This eBook from the Gutenberg Project consists of approximately 300 pages of information about Robert Browning.

But when once again he is confronted with the strange sad face, and hears once more the pitiful appeal, all hesitations vanish, and he sees no duty

     “Like daring try be good and true myself,
      Leaving the shows of things to the Lord of Show.”

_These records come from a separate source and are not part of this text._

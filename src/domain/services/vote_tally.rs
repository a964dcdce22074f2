//! Vote tally - Plurality resolution shared by the night attack and the day vote
//!
//! Ballots are `Option<T>`: `None` is an abstain. The two policies differ only
//! in how they treat abstains and ties.

use rand::seq::SliceRandom;
use rand::Rng;

/// How a vote round turns ballots into a result
#[derive(Debug, Clone, Copy, PartialEq, Eq)]
pub enum TallyPolicy {
    /// Night attack: any tie among the leaders is broken uniformly at random
    RandomTieBreak,
    /// Day execution: half or more abstaining, or a tie, means no result
    NoResultOnSkipOrTie,
}

/// Resolve a closed round of ballots
pub fn tally<T, R>(ballots: &[Option<T>], policy: TallyPolicy, rng: &mut R) -> Option<T>
where
    T: Copy + Eq,
    R: Rng + ?Sized,
{
    if ballots.is_empty() {
        return None;
    }

    if policy == TallyPolicy::NoResultOnSkipOrTie {
        let abstains = ballots.iter().filter(|b| b.is_none()).count();
        if abstains * 2 >= ballots.len() {
            return None;
        }
    }

    let leaders = leaders(ballots);
    match (policy, leaders.as_slice()) {
        (_, []) => None,
        (_, [only]) => Some(*only),
        (TallyPolicy::RandomTieBreak, tied) => tied.choose(rng).copied(),
        (TallyPolicy::NoResultOnSkipOrTie, _) => None,
    }
}

/// Targets holding the maximum count, in first-appearance order
fn leaders<T: Copy + Eq>(ballots: &[Option<T>]) -> Vec<T> {
    let mut counts: Vec<(T, usize)> = Vec::new();
    for target in ballots.iter().flatten() {
        match counts.iter_mut().find(|(t, _)| t == target) {
            Some((_, n)) => *n += 1,
            None => counts.push((*target, 1)),
        }
    }

    let max = counts.iter().map(|(_, n)| *n).max().unwrap_or(0);
    counts
        .into_iter()
        .filter(|(_, n)| *n == max)
        .map(|(t, _)| t)
        .collect()
}
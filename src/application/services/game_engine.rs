//! Game engine - The night/day state machine for one game
//!
//! Owns the game aggregate, its random source and its cancellation token.
//! Each `advance_*` call runs exactly one phase; `run` alternates them until
//! the win evaluator declares a result.

use std::sync::Arc;

use rand::rngs::StdRng;
use tokio_util::sync::CancellationToken;

use crate::application::dto::{GameReport, Notice};
use crate::application::ports::outbound::MessagingPort;
use crate::application::services::day_phase::DayPhase;
use crate::application::services::night_phase::NightPhase;
use crate::application::services::phase_messenger::PhaseMessenger;
use crate::domain::aggregates::{Game, GamePhase};
use crate::domain::errors::GameError;
use crate::domain::services::{assign_roles, win_evaluator};
use crate::domain::value_objects::GameSettings;

pub struct GameEngine {
    game: Game,
    messenger: Arc<dyn MessagingPort>,
    settings: GameSettings,
    rng: StdRng,
    cancel: CancellationToken,
}

impl GameEngine {
    pub fn new(
        game: Game,
        messenger: Arc<dyn MessagingPort>,
        settings: GameSettings,
        rng: StdRng,
        cancel: CancellationToken,
    ) -> Self {
        Self {
            game,
            messenger,
            settings,
            rng,
            cancel,
        }
    }

    pub fn game(&self) -> &Game {
        &self.game
    }

    /// Deal roles and tell every player what they got
    pub async fn start(&mut self) -> Result<(), GameError> {
        assign_roles(&mut self.game, &mut self.rng)?;
        tracing::info!(
            game_id = %self.game.id(),
            players = self.game.players().len(),
            "Game started"
        );

        let messenger = self.phase_messenger();
        for player in self.game.players() {
            if let Some(role) = player.role() {
                messenger.direct(player.id, Notice::RoleReveal { role }).await;
            }
        }
        Ok(())
    }

    pub async fn advance_night(&mut self) -> Result<(), GameError> {
        self.ensure_phase(GamePhase::Night)?;

        let messenger = PhaseMessenger::new(&*self.messenger, self.settings.vote_timeout(), &self.cancel);
        NightPhase::new(&mut self.game, &messenger, &mut self.rng).run().await?;

        self.game.set_phase(GamePhase::Day);
        Ok(())
    }

    pub async fn advance_day(&mut self) -> Result<(), GameError> {
        self.ensure_phase(GamePhase::Day)?;

        let messenger = PhaseMessenger::new(&*self.messenger, self.settings.vote_timeout(), &self.cancel);
        DayPhase::new(&mut self.game, &messenger, &mut self.rng).run().await?;

        self.game.set_phase(GamePhase::Night);
        Ok(())
    }

    /// Evaluate win conditions. Returns whether the game is over.
    pub fn check_win(&mut self) -> bool {
        win_evaluator::check_win(&mut self.game)
    }

    /// Announce the winners and every player's final state, then build the report
    pub async fn finalize(&mut self) -> Result<GameReport, GameError> {
        let report = GameReport::from_game(&self.game)?;
        let messenger = self.phase_messenger();

        let winners = report
            .players
            .iter()
            .filter(|p| p.winner)
            .map(|p| p.name.clone())
            .collect();
        messenger
            .channel(Notice::GameOver {
                faction: report.winning_faction,
                winners,
            })
            .await;

        for player in &report.players {
            messenger
                .channel(Notice::FinalResult {
                    player: player.name.clone(),
                    status: player.status,
                    role: player.role,
                })
                .await;
        }

        tracing::info!(
            game_id = %report.game_id,
            faction = %report.winning_faction,
            turns = report.turns,
            "Game finished"
        );
        Ok(report)
    }

    /// Alternate night and day until a faction wins
    pub async fn run(&mut self) -> Result<GameReport, GameError> {
        loop {
            match self.game.phase() {
                GamePhase::Night => self.advance_night().await?,
                GamePhase::Day => self.advance_day().await?,
                GamePhase::Finished => break,
            }
            if self.check_win() {
                break;
            }
        }
        self.finalize().await
    }

    fn ensure_phase(&self, expected: GamePhase) -> Result<(), GameError> {
        if self.cancel.is_cancelled() {
            return Err(GameError::Cancelled);
        }
        let actual = self.game.phase();
        if actual != expected {
            return Err(GameError::InvalidPhase { expected, actual });
        }
        Ok(())
    }

    fn phase_messenger(&self) -> PhaseMessenger<'_> {
        PhaseMessenger::new(&*self.messenger, self.settings.vote_timeout(), &self.cancel)
    }
}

With the security of perfect innocence he flings at his judges as “the final fact”—­

     “In contempt for all misapprehending ignorance
      Of the human heart, much more the mind of Christ,—­
      That I assuredly did bow, was blessed
      By the revelation of Pompilia.”

Thus, through all the psychologic subtlety of the portrait the groundwork of spiritual romance subsists.  The militant saint of legend reappears, in the mould and garb of the modern world, subject to all its hampering conditions, and compelled to make his way over the corpses, not of lions and dragons only, but of consecrated duties and treasured instincts.  And the matter-of-course chivalry of professed knighthood is as inferior in art as in ethics to the chivalry to which this priest, vowed to another service, is lifted by the vision of Pompilia.

Pompilia is herself, like her soldier saint, vowed to another service.  But while he only after a struggle overcomes the apparent discrepancy between his duty as a priest and as a knight, she rises with the ease and swiftness of a perfectly pure and spiritual nature from the duty of endurance to the duty of resistance—­

                          “Promoted at one cry
      O’ the trump of God to the new service, not
      To longer bear, but henceforth fight, be found
      Sublime in new impatience with the foe!"[54]

[Footnote 54:  The Pope, 1057.]

And she carries the same fearless simplicity into her love.  Caponsacchi falters and recoils in his adorations of her, with the compunction of the voluptuary turned ascetic; he hardly dares to call his passion by a name which the vulgar will mumble and misinterpret:  she, utterly unconscious of such peril, glories in the immeasurable devotion

     “Of my one friend, my only, all my own,
      Who put his breast between the spears and me.”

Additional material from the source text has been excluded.